What the task asks | Within the records below, reproduce without change the lines from the line that has "repository 9615e0843fe8562e" through the line that has "#[derive(Error, Debug, Clone, PartialEq)]", and only those.

Records |
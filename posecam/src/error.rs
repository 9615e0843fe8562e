//! The single error kind surfaced at the view boundary

use posecam_media::{ErrorCategory, MediaError};
use thiserror::Error;

/// Camera acquisition failed
///
/// Carries the host-supplied reason unchanged so the user sees exactly what
/// the host reported.
#[derive(Error, Debug, Clone, PartialEq)]
#[error("Camera acquisition failed ({category}): {reason}")]
pub struct DeviceAcquisitionFailure {
    /// Host failure category
    pub category: ErrorCategory,
    /// Host-supplied reason
    pub reason: String,
}

impl From<MediaError> for DeviceAcquisitionFailure {
    fn from(error: MediaError) -> Self {
        Self {
            category: error.category(),
            reason: error.reason(),
        }
    }
}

Solved problem |
repository 9615e0843fe8562e
//! The single error kind surfaced at the view boundary

use posecam_media::{ErrorCategory, MediaError};
use thiserror::Error;

/// Camera acquisition failed
///
/// Carries the host-supplied reason unchanged so the user sees exactly what
/// the host reported.
#[derive(Error, Debug, Clone, PartialEq)]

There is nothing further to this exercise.